The month of May was the army's mensis horribilis — a truly horrible month in which May 2, the PNS Mehran attack and the disappearance and murder of Saleem Shahzad had put the generals on the rack, public opinion-wise. The idea that the wily Zardari and scheming Haqqani had not figured out which side was in danger and which wasn't after May 2 seems, well, implausible.

In fact, so profound was the anger and shock here over May 2 — partly over why Osama bin Laden was tucked away in a compound in the army's shadow but mostly over how the Americans were able to operate in Pakistan proper for an hour and a half or two unimpeded — that by the end of the month, everyone interested in righting the civil-military imbalance was lambasting the civilians for declining a once-in-a-generation, maybe once-in-a-lifetime, opportunity to do something about that imbalance.

Memogate, then, if true, necessarily implies that Haqqani and Zardari were afflicted by a paranoia bordering on delusion: the other side, the boys in uniform, was in the deepest doodoo of their lives, and it's the civilians who were worrying about their jobs?

Could Haqqani/Zardari be that staggeringly out of touch with reality? My hunch, and it's only a hunch, is: no.

Zardari can and does say inane things and at times exhibits a peculiar complacency bordering on irrationality. Evidence of this came recently from a congressman, Michael McCaul, who went public with Zardari's misreading of the mood in US policy circles.

From this newspaper earlier this month: “According to Mr McCaul, the president also appeared to brush off threats that US aid to Pakistan could be significantly cut if Islamabad did not do more to squeeze militants like the Haqqanis.

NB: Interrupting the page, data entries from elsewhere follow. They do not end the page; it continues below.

impl QueueEngine {
    /// Open a queue over the given store.
    pub fn new(store: Store, queue: QueueName, params: Params) -> Self {
        Self {
            store,
            queue,
            lease: params.lease,
            queue_keep: Arc::new(AtomicU32::new(params.queue_keep)),
        }
    }

    /// The queue this engine drives.
    pub fn queue(&self) -> QueueName {
        self.queue
    }

    /// Update the retention bound at runtime.
    pub fn set_queue_keep(&self, keep: u32) {
        self.queue_keep.store(keep, Ordering::Relaxed);
    }

    /// Key of a queue bookkeeping structure.
    fn key(&self, part: &str) -> String {
        format!("bull:{}:{part}", self.queue)
    }

    /// Member string for the pending/delayed sets.
    ///
    /// Higher priority sorts first; the monotonic id keeps FIFO order
    /// within a priority class.
    fn member(priority: u16, id: &str) -> String {
        format!("{:05}:{id}", u32::from(u16::MAX - priority))
    }

    /// Job id carried inside a set member.
    fn member_id(member: &str) -> &str {
        member.split_once(':').map(|(_, id)| id).unwrap_or(member)
    }

    /// Enqueue a payload; returns the new job id.
    ///
    /// The write is durable before this returns. With a `dedupe_key`, a
    /// previously enqueued job under the same key that is not currently
    /// active is replaced.
    pub async fn enqueue(
        &self,
        payload: Vec<u8>,
        opts: JobOptions,
    ) -> Result<String, QueueError> {
        let jobs_key = self.key("jobs");
        let pending_key = self.key("pending");
        let delayed_key = self.key("delayed");
        let id_key = self.key("id");
        let dedupe_key = self.key("dedupe");
        let queue = self.queue;

        let result = self
            .store
            .with_txn(move |txn| -> Result<String, QueueError> {
                if let Some(dedupe) = &opts.dedupe_key {
                    replace_deduped(txn, &jobs_key, &pending_key, &delayed_key, &dedupe_key, dedupe)?;
                }

                let id = format!("{:016}", txn.incr(&id_key));
                let now = txn.now_ms();
                let next_visible_at = now + opts.delay.as_millis() as i64;

                let job = Job {
                    id: id.clone(),
                    queue,
                    payload,
                    attempts_made: 0,
                    max_attempts: opts.attempts.max(1),
                    backoff_base_ms: opts.backoff_base.as_millis() as u64,
                    next_visible_at,
                    status: JobStatus::Pending,
                    priority: opts.priority,
                    progress: None,
                    last_error: None,
                    created_at: now,
                    finished_at: None,
                };

                write_job(txn, &jobs_key, &job)?;

                let member = Self::member(opts.priority, &id);
                if opts.delay.is_zero() {
                    txn.zset_add(&pending_key, &member, next_visible_at);
                } else {
                    txn.zset_add(&delayed_key, &member, next_visible_at);
                }
                if let Some(dedupe) = &opts.dedupe_key {
                    txn.hash_set(&dedupe_key, dedupe, id.clone().into_bytes());
                }

                Ok(id)
            })
            .await??;

        tracing::debug!(queue = %self.queue, job_id = %result, "enqueued job");
        Ok(result)
    }

    /// Atomically reserve the highest-priority visible job, if any.
    ///
    /// Expired leases are reclaimed first so jobs lost to a dead worker
    /// come back through here.
    pub async fn reserve(&self, worker_id: &str) -> Result<Option<ReservedJob>, QueueError> {
        let jobs_key = self.key("jobs");
        let pending_key = self.key("pending");
        let active_key = self.key("active");
        let lease_ms = self.lease.as_millis() as i64;
        let worker_id = worker_id.to_string();

        self.store
            .with_txn(move |txn| -> Result<Option<ReservedJob>, QueueError> {
                reclaim_expired_leases(txn, &jobs_key, &pending_key, &active_key)?;

                let now = txn.now_ms();
                let Some((member, _)) = txn.zset_pop_min_at_most(&pending_key, now) else {
                    return Ok(None);
                };
                let id = Self::member_id(&member).to_string();

                let mut job = read_job(txn, &jobs_key, &id)?;
                job.status = JobStatus::Active;
                write_job(txn, &jobs_key, &job)?;

                let lease = LeaseRecord {
                    lease_id: uuid::Uuid::new_v4().simple().to_string(),
                    worker_id,
                    expires_at: now + lease_ms,
                };
                let encoded = rmp_serde::to_vec_named(&lease).map_err(QueueError::Encode)?;
                txn.hash_set(&active_key, &id, encoded);

                Ok(Some(ReservedJob {
                    lease: LeaseToken {
                        job_id: id,
                        lease_id: lease.lease_id,
                    },
                    job,
                }))
            })
            .await?
    }

    /// Record a progress marker on an active job.
    pub async fn progress(&self, token: &LeaseToken, progress: &str) -> Result<(), QueueError> {
        let jobs_key = self.key("jobs");
        let active_key = self.key("active");
        let held = token.clone();
        let progress = progress.to_string();

        self.store
            .with_txn(move |txn| -> Result<(), QueueError> {
                verify_lease(txn, &active_key, &held)?;
                let mut job = read_job(txn, &jobs_key, &held.job_id)?;
                job.progress = Some(progress);
                write_job(txn, &jobs_key, &job)
            })
            .await?
    }

    /// Complete a reserved job.
    pub async fn ack(
        &self,
        token: &LeaseToken,
        progress: Option<String>,
    ) -> Result<(), QueueError> {
        let jobs_key = self.key("jobs");
        let active_key = self.key("active");
        let completed_key = self.key("completed");
        let keep = self.queue_keep.load(Ordering::Relaxed);
        let held = token.clone();

        self.store
            .with_txn(move |txn| -> Result<(), QueueError> {
                verify_lease(txn, &active_key, &held)?;
                txn.hash_del(&active_key, &[held.job_id.as_str()]);

                let mut job = read_job(txn, &jobs_key, &held.job_id)?;
                job.status = JobStatus::Completed;
                if progress.is_some() {
                    job.progress = progress;
                }
                job.finished_at = Some(txn.now_ms());

                retain_terminal(txn, &jobs_key, &completed_key, job, keep)
            })
            .await??;

        tracing::debug!(queue = %self.queue, job_id = %token.job_id, "job completed");
        Ok(())
    }

    /// Fail a reserved job.
    ///
    /// With `retry` and attempts remaining the job is rescheduled with an
    /// exponential delay; otherwise it terminal-fails and the caller is
    /// told so it can run its terminal handling.
    pub async fn fail(
        &self,
        token: &LeaseToken,
        error: &str,
        retry: bool,
    ) -> Result<FailOutcome, QueueError> {
        let jobs_key = self.key("jobs");
        let active_key = self.key("active");
        let delayed_key = self.key("delayed");
        let failed_key = self.key("failed");
        let keep = self.queue_keep.load(Ordering::Relaxed);
        let held = token.clone();
        let error = error.to_string();

        let outcome = self
            .store
            .with_txn(move |txn| -> Result<FailOutcome, QueueError> {
                verify_lease(txn, &active_key, &held)?;
                txn.hash_del(&active_key, &[held.job_id.as_str()]);

                let mut job = read_job(txn, &jobs_key, &held.job_id)?;
                let backoff = exp_backoff::Policy {
                    base: Duration::from_millis(job.backoff_base_ms),
                    max: None,
                };
                let delay = backoff.delay_for(job.attempts_made);
                job.attempts_made = (job.attempts_made + 1).min(job.max_attempts);
                job.last_error = Some(error);

                if retry && job.attempts_made < job.max_attempts {
                    let next_visible_at = txn.now_ms() + delay.as_millis() as i64;
                    job.status = JobStatus::Pending;
                    job.next_visible_at = next_visible_at;
                    let member = Self::member(job.priority, &job.id);
                    txn.zset_add(&delayed_key, &member, next_visible_at);
                    write_job(txn, &jobs_key, &job)?;
                    return Ok(FailOutcome::Retried { next_visible_at });
                }

                job.status = JobStatus::Failed;
                job.finished_at = Some(txn.now_ms());
                retain_terminal(txn, &jobs_key, &failed_key, job, keep)?;
                Ok(FailOutcome::Terminal)
            })
            .await??;

        match outcome {
            FailOutcome::Retried { next_visible_at } => {
                tracing::debug!(
                    queue = %self.queue,
                    job_id = %token.job_id,
                    next_visible_at,
                    "job failed, retry scheduled"
                );
            }
            FailOutcome::Terminal => {
                tracing::warn!(queue = %self.queue, job_id = %token.job_id, "job terminally failed");
            }
        }
        Ok(outcome)
    }

    /// Terminal-fail a reserved job regardless of remaining attempts.
    pub async fn discard(&self, token: &LeaseToken, error: &str) -> Result<(), QueueError> {
        let jobs_key = self.key("jobs");
        let active_key = self.key("active");
        let failed_key = self.key("failed");
        let keep = self.queue_keep.load(Ordering::Relaxed);
        let held = token.clone();
        let error = error.to_string();

        self.store
            .with_txn(move |txn| -> Result<(), QueueError> {
                verify_lease(txn, &active_key, &held)?;
                txn.hash_del(&active_key, &[held.job_id.as_str()]);

                let mut job = read_job(txn, &jobs_key, &held.job_id)?;
                job.attempts_made = (job.attempts_made + 1).min(job.max_attempts);
                job.status = JobStatus::Failed;
                job.last_error = Some(error);
                job.finished_at = Some(txn.now_ms());
                retain_terminal(txn, &jobs_key, &failed_key, job, keep)
            })
            .await??;

        tracing::warn!(queue = %self.queue, job_id = %token.job_id, "job discarded");
        Ok(())
    }

    /// Promote due delayed jobs into the pending set and reclaim expired
    /// leases. Runs from the periodic scheduler.
    pub async fn promote_due(&self) -> Result<usize, QueueError> {
        let jobs_key = self.key("jobs");
        let pending_key = self.key("pending");
        let delayed_key = self.key("delayed");
        let active_key = self.key("active");

        self.store
            .with_txn(move |txn| -> Result<usize, QueueError> {
                let reclaimed =
                    reclaim_expired_leases(txn, &jobs_key, &pending_key, &active_key)?;

                let now = txn.now_ms();
                let due = txn.zset_range_at_most(&delayed_key, now);
                for (member, score) in &due {
                    txn.zset_remove(&delayed_key, member);
                    txn.zset_add(&pending_key, member, *score);
                }
                Ok(reclaimed + due.len())
            })
            .await?
    }

    /// Load a job record by id.
    pub async fn job(&self, id: &str) -> Result<Option<Job>, QueueError> {
        let jobs_key = self.key("jobs");
        let id = id.to_string();
        self.store
            .with_txn(move |txn| -> Result<Option<Job>, QueueError> {
                match txn.hash_get(&jobs_key, &id) {
                    Some(raw) => Ok(Some(
                        rmp_serde::from_slice(&raw).map_err(QueueError::Decode)?,
                    )),
                    None => Ok(None),
                }
            })
            .await?
    }

    /// Per-stage job counts.
    pub async fn counts(&self) -> Result<QueueCounts, QueueError> {
        let pending_key = self.key("pending");
        let delayed_key = self.key("delayed");
        let active_key = self.key("active");
        let completed_key = self.key("completed");
        let failed_key = self.key("failed");

        self.store
            .with_txn(move |txn| -> Result<QueueCounts, QueueError> {
                Ok(QueueCounts {
                    pending: txn.zset_len(&pending_key),
                    delayed: txn.zset_len(&delayed_key),
                    active: txn.hash_get_all(&active_key).len(),
                    completed: txn.list_len(&completed_key),
                    failed: txn.list_len(&failed_key),
                })
            })
            .await?
    }
}
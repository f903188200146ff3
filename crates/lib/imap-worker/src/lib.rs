//! The IMAP worker: hosts a set of per-account connections.
//!
//! One worker owns many accounts; each owned account runs as its own
//! task holding the connection state machine. The worker loop routes
//! supervisor messages to account tasks and reports readiness, call
//! responses and connection counts back.

use std::collections::HashMap;
use std::sync::Arc;
use std::sync::atomic::{AtomicUsize, Ordering};

use account_registry::Registry;
use imap_client::MailConnector;
use kv_store::Store;
use queue_engine::QueueEngine;
use supervisor::{SupervisorHandle, WorkerContext, WorkerMessage, no_active_handler};
use tokio::sync::{mpsc, oneshot};

mod account;

use account::AccountCommand;

/// Capacity of a per-account command channel.
const ACCOUNT_COMMAND_CAPACITY: usize = 64;

/// Worker construction params.
#[derive(Clone)]
pub struct Params {
    /// Backing store.
    pub store: Store,

    /// Account catalog.
    pub registry: Registry,

    /// The notification queue, target of emitted events.
    pub notify_queue: QueueEngine,

    /// The submission queue, target of `queueMessage`.
    pub submit_queue: QueueEngine,

    /// The mail-session connector.
    pub connector: Arc<dyn MailConnector>,

    /// OAuth2 token refresher for provider-backed accounts.
    pub refresher: Option<Arc<oauth2_refresh::Refresher>>,

    /// Cap on per-account log rings, shared so settings changes apply
    /// to live accounts.
    pub max_log_lines: Arc<AtomicUsize>,
}

/// A live account entry.
struct AccountEntry {
    /// The account task's command channel.
    cmd_tx: mpsc::Sender<AccountCommand>,
}

/// Run an IMAP worker until shutdown.
pub async fn run(mut ctx: WorkerContext, params: Params) {
    let mut accounts: HashMap<String, AccountEntry> = HashMap::new();
    let mut tasks: tokio::task::JoinSet<String> = tokio::task::JoinSet::new();

    ctx.supervisor.ready(&ctx.worker_id).await;
    tracing::info!(worker = %ctx.worker_id, "IMAP worker ready");

    loop {
        tokio::select! {
            message = ctx.inbox.recv() => {
                let Some(message) = message else { break };
                handle_message(
                    &ctx.worker_id,
                    &ctx.supervisor,
                    &params,
                    &mut accounts,
                    &mut tasks,
                    &ctx.shutdown,
                    message,
                )
                .await;
            }
            joined = tasks.join_next(), if !tasks.is_empty() => {
                if let Some(Ok(account)) = joined
                    && accounts
                        .get(&account)
                        .is_some_and(|entry| entry.cmd_tx.is_closed())
                {
                    accounts.remove(&account);
                }
            }
            _ = ctx.shutdown.changed() => {
                if *ctx.shutdown.borrow() {
                    break;
                }
            }
        }
    }

    // Account tasks watch the same shutdown signal and close their
    // sessions on their own.
    drop(accounts);
    while tasks.join_next().await.is_some() {}
    tracing::info!(worker = %ctx.worker_id, "IMAP worker stopped");
}

/// Dispatch one supervisor message.
async fn handle_message(
    worker_id: &str,
    supervisor: &SupervisorHandle,
    params: &Params,
    accounts: &mut HashMap<String, AccountEntry>,
    tasks: &mut tokio::task::JoinSet<String>,
    shutdown: &tokio::sync::watch::Receiver<bool>,
    message: WorkerMessage,
) {
    match message {
        WorkerMessage::Assign { account } => {
            if accounts
                .get(&account)
                .is_some_and(|entry| !entry.cmd_tx.is_closed())
            {
                tracing::debug!(worker = %worker_id, %account, "already hosting account");
                return;
            }

            let (cmd_tx, cmd_rx) = mpsc::channel(ACCOUNT_COMMAND_CAPACITY);
            let task = account::AccountTask::new(
                account.clone(),
                worker_id.to_string(),
                params.clone(),
                supervisor.clone(),
            );
            let account_for_join = account.clone();
            let shutdown = shutdown.clone();
            tasks.spawn(async move {
                task.run(cmd_rx, shutdown).await;
                account_for_join
            });
            accounts.insert(account, AccountEntry { cmd_tx });
        }
        WorkerMessage::Delete { account } => {
            if let Some(entry) = accounts.remove(&account) {
                let _ = entry.cmd_tx.send(AccountCommand::Delete).await;
            }
        }
        WorkerMessage::Update { account } => {
            if let Some(entry) = accounts.get(&account) {
                let _ = entry.cmd_tx.send(AccountCommand::Update).await;
            }
        }
        WorkerMessage::Settings(update) => {
            if let Some(max_log_lines) = update.max_log_lines {
                params.max_log_lines.store(max_log_lines, Ordering::Relaxed);
            }
            if let Some(queue_keep) = update.queue_keep {
                params.notify_queue.set_queue_keep(queue_keep);
                params.submit_queue.set_queue_keep(queue_keep);
            }
        }
        WorkerMessage::Call {
            mid,
            account,
            request,
        } => {
            let Some(entry) = accounts.get(&account) else {
                supervisor.respond(mid, Err(no_active_handler())).await;
                return;
            };

            let (reply, reply_rx) = oneshot::channel();
            if entry
                .cmd_tx
                .send(AccountCommand::Op { request, reply })
                .await
                .is_err()
            {
                supervisor.respond(mid, Err(no_active_handler())).await;
                return;
            }

            // Await the account task off the worker loop so one slow op
            // cannot stall routing for other accounts.
            let supervisor = supervisor.clone();
            tokio::spawn(async move {
                let result = reply_rx
                    .await
                    .unwrap_or_else(|_| Err(no_active_handler()));
                supervisor.respond(mid, result).await;
            });
        }
        WorkerMessage::CountConnections => {
            supervisor.metric("connections", accounts.len() as i64).await;
        }
    }
}
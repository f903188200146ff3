//! End-to-end test harness: a full engine over a scripted mail-session
//! connector and a local webhook endpoint.

use std::collections::{HashMap, VecDeque};
use std::sync::atomic::{AtomicU16, AtomicUsize, Ordering};
use std::sync::{Arc, Mutex};
use std::time::Duration;

use futures_util::future::BoxFuture;
use tokio::io::{AsyncReadExt as _, AsyncWriteExt as _};
use tokio::sync::{mpsc, watch};

use account_registry::{
    AccountMeta, Credentials, ImapCredentials, NewAccount, Registry, SecurityMode,
    SmtpCredentials,
};
use imap_client::{
    Attachment, ConnectError, ConnectSpec, Contact, FlagUpdate, MailConnector, MailOps,
    MessageEnvelope, MessageList, MessageText, OpError, OpResult, SessionEvent, SessionHandle,
    SubmitEnvelope, SubmitReceipt,
};
use kv_store::Store;
use secret_store::SecretVault;
use settings_store::{Settings, WebhookSettings};
use supervisor::{Metrics, Supervisor, SupervisorHandle, WorkerContext, WorkerSpec};

/// Short queue lease so crash tests run quickly.
pub const TEST_QUEUE_LEASE: Duration = Duration::from_millis(500);

/// Fast consumer polling for tests.
const TEST_POLL_INTERVAL: Duration = Duration::from_millis(20);

/// Fast promoter cadence for tests.
const TEST_PROMOTER_INTERVAL: Duration = Duration::from_millis(20);

/// A standard test account record.
pub fn test_account(id: &str) -> NewAccount {
    NewAccount {
        id: id.to_string(),
        credentials: Credentials::ImapSmtp {
            imap: ImapCredentials {
                host: "imap.example.com".to_string(),
                port: 993,
                security: SecurityMode::Tls,
                user: format!("{id}@example.com"),
                secret: "secret".to_string(),
            },
            smtp: SmtpCredentials {
                host: "smtp.example.com".to_string(),
                port: 465,
                security: SecurityMode::Tls,
                user: format!("{id}@example.com"),
                secret: "secret".to_string(),
            },
        },
        meta: AccountMeta {
            name: id.to_string(),
            email: format!("{id}@example.com"),
            ..Default::default()
        },
    }
}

“'I think he thinks it's a given that we are going to continue the aid, but I tried to tell him that it's in jeopardy,' Mr McCaul, a Republican congressman from Texas, said of President Zardari. 'He said, 'I appreciate your assistance, but it's trade more than aid that I need'.'”

So yeah, Zardari can be out of touch. But offering to sack army principals he gave extensions to last year and disband a shadowy cell that believes it is specifically protecting Pakistan's raison d'être in an institution that generally believes it is protecting Pakistan's raison d'être?

If true, someone needs to check what's in Zardari's meds.

The more likely, though far from certain, scenario? The boys are up to their tricks again. What they could want is any of several things, or perhaps none of them. Finally get the scalp of the intensely disliked Husain Haqqani? Install favourites in key policy and diplomatic slots? More extensions? Just as likely, it could be murky stuff that you and I know nothing about right now and will probably never ever know.

The trap may be more elaborate this time, but to anyone who has seen this cloak-and-dagger stuff over the years, the first suspect, the first port of call, is always the same.

Perhaps the most puzzling aspect of memogate is Mike Mullen's denial and then clarification of his denial and an outright admission.

We're talking here about an administration that doesn't officially acknowledge drone strikes or the 14-page memo Kayani handed Obama. That a recently retired top-ranking officer will through a spokesperson speak on the record to a reporter about such stuff is, quite frankly, astonishing.

Sure, Mullen denied he acted on the memo or that he took it seriously, but this two-term chairman of the joints chiefs of staff knows the media worldwide, even the Pakistani media, enough to be aware of his statement's implications for Haqqani and the media pressure it would pile on Zardari in an already lopsided civil-military relationship that the Americans presumably have some interest in rectifying.

So yes, memogate is finally genuinely intriguing. Not because it implies games are afoot inside Pakistan, which they always are, but because Mullen has seen it fit to throw Haqqani, and possibly Zardari, under the bus.

It's a tantalising question, based admittedly on flimsy evidence, but have the Americans soured on Zardari?